Assigned task:
Find and copy each line of the records where the string "TuneOutcome" shows up.

(The data begins)

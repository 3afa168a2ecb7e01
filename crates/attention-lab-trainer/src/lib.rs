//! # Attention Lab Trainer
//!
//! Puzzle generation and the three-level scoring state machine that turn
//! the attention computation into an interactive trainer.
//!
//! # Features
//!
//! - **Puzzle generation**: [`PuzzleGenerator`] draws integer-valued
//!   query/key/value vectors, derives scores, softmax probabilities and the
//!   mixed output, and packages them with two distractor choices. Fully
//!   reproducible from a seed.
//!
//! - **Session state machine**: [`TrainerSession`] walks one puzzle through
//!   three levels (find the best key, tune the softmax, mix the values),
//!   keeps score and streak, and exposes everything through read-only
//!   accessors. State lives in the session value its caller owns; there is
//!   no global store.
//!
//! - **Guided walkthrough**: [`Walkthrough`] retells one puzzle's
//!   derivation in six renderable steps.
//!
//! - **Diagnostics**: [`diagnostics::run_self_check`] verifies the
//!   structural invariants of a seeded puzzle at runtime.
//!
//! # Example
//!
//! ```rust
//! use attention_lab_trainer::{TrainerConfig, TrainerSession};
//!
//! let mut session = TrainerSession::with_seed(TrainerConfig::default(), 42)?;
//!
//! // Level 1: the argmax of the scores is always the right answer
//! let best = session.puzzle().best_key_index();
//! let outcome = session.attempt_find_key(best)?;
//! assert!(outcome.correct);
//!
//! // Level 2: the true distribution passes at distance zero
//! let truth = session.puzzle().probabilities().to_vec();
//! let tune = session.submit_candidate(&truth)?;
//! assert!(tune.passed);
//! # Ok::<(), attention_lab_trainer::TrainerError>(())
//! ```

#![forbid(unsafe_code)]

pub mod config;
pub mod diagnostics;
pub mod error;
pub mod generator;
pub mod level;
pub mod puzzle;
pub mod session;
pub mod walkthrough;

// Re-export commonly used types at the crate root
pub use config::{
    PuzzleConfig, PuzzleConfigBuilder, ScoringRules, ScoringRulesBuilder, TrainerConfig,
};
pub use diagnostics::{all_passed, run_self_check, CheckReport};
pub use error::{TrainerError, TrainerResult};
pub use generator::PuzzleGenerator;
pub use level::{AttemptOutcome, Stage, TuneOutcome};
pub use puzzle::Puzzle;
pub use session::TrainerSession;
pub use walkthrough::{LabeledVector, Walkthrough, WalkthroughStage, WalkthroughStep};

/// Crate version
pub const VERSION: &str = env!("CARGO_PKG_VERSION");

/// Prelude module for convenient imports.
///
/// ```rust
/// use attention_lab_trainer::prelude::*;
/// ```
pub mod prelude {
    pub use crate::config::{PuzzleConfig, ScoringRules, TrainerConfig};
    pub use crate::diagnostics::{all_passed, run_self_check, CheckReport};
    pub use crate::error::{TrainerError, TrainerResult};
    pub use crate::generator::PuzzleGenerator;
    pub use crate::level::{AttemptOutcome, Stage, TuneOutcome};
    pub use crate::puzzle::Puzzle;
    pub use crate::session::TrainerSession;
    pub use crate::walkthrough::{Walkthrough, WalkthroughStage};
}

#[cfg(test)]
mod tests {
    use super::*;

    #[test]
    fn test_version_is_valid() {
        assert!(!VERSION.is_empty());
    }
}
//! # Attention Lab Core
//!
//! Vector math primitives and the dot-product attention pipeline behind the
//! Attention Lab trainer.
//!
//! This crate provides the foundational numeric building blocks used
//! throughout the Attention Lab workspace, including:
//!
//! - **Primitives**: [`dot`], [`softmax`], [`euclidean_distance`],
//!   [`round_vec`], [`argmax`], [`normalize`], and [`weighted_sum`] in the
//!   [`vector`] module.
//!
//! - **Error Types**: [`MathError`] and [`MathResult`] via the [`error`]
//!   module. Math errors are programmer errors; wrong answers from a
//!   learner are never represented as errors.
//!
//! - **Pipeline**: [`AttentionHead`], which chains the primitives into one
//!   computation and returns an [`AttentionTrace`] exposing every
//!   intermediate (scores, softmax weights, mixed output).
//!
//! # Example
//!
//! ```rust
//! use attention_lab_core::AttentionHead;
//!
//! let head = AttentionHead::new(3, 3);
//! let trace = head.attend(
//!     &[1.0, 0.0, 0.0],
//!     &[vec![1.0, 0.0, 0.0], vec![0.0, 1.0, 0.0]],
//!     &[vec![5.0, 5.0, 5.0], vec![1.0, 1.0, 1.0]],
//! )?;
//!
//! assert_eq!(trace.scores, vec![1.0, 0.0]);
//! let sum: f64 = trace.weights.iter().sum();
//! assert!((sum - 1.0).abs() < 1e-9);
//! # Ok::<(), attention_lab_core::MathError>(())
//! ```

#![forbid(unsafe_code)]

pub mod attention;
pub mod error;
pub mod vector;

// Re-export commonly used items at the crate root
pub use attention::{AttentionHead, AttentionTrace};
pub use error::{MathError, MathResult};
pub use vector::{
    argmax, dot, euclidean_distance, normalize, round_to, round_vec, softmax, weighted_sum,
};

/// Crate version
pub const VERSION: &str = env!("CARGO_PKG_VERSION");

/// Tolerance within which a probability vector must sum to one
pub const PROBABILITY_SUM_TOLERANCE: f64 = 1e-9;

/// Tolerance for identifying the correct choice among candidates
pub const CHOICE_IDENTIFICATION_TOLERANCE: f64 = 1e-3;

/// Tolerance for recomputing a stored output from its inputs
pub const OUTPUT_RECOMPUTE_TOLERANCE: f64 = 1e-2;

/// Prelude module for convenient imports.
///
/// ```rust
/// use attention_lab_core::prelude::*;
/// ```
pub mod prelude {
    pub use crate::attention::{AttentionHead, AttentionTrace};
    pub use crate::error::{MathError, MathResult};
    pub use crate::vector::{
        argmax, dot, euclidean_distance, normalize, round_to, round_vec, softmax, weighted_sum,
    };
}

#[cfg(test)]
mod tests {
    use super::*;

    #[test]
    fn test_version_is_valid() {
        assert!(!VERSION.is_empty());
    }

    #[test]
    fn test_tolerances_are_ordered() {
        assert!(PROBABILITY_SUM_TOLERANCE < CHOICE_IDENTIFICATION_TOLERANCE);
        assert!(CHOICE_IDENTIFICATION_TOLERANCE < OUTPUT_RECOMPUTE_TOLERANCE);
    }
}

(The data ends)

Exercise result:
pub use level::{AttemptOutcome, Stage, TuneOutcome};
    pub use crate::level::{AttemptOutcome, Stage, TuneOutcome};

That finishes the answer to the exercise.